┌──

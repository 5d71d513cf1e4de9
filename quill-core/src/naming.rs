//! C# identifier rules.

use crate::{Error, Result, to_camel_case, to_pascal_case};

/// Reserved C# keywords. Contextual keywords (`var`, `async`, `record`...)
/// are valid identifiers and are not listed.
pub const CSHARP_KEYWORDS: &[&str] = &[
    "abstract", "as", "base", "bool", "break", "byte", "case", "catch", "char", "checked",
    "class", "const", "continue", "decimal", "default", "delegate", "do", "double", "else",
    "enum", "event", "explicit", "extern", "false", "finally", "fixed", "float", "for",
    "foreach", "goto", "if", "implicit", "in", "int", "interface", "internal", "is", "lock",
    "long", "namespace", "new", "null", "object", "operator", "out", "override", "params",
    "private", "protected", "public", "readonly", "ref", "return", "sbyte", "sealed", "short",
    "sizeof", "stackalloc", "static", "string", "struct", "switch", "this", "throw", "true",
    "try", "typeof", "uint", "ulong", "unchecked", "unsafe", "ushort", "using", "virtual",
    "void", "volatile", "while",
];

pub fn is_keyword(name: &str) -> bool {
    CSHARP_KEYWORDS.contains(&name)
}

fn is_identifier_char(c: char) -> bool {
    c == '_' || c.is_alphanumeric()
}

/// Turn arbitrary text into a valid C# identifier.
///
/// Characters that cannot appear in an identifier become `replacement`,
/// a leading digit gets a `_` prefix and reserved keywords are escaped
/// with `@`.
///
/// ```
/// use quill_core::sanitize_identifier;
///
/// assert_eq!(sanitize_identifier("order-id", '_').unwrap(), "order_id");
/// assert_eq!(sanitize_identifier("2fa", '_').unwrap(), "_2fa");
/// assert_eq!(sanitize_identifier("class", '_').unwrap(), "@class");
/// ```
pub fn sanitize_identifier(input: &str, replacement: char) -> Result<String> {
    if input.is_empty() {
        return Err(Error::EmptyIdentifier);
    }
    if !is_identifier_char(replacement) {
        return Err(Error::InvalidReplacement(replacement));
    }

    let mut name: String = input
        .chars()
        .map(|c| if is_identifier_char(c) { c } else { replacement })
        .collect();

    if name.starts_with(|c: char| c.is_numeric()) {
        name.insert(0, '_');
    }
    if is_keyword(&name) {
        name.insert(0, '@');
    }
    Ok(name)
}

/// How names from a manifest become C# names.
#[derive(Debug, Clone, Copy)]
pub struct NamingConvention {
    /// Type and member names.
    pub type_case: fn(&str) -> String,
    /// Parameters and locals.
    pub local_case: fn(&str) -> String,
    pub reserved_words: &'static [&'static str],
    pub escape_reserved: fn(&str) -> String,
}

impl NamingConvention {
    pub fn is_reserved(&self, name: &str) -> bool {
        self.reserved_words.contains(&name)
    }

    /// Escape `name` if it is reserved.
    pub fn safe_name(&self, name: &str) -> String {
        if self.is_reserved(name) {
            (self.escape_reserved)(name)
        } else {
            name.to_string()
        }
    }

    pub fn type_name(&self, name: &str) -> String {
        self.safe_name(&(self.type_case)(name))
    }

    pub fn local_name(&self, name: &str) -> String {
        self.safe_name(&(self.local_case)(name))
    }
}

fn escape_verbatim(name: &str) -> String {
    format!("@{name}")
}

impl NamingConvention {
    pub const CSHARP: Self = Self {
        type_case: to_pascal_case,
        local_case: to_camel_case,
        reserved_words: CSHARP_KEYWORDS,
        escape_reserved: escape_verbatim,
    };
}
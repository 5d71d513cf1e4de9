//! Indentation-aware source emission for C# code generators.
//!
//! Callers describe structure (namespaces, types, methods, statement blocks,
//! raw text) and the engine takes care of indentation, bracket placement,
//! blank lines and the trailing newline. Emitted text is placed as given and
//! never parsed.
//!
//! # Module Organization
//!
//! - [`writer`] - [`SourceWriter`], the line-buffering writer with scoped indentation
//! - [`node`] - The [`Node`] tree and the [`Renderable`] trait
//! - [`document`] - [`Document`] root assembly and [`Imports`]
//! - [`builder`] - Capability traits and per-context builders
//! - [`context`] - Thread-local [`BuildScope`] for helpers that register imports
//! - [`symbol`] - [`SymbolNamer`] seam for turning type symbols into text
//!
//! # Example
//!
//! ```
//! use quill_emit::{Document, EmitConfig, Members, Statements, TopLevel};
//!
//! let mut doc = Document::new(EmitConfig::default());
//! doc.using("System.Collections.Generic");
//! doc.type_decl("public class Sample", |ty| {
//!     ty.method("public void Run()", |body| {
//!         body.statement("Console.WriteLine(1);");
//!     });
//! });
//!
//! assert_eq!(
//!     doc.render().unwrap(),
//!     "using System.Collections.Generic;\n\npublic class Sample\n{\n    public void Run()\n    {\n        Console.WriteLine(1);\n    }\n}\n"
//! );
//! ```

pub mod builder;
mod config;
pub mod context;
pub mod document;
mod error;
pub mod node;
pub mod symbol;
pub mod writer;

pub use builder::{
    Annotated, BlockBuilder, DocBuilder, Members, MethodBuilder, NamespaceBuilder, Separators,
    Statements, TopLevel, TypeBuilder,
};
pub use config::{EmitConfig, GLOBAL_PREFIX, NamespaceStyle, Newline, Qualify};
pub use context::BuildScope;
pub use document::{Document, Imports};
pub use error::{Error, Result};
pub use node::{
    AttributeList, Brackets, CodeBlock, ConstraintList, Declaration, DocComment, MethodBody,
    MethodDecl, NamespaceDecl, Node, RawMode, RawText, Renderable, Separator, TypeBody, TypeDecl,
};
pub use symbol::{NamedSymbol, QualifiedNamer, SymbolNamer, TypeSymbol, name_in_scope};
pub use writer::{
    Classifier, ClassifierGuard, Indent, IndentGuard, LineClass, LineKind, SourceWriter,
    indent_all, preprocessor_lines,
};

└──

WHAT THIS TASK INVOLVES. List every line above that contains the word "Console".

EXPECTED ANSWER.
//!         body.statement("Console.WriteLine(1);");
//!     "using System.Collections.Generic;\n\npublic class Sample\n{\n    public void Run()\n    {\n        Console.WriteLine(1);\n    }\n}\n"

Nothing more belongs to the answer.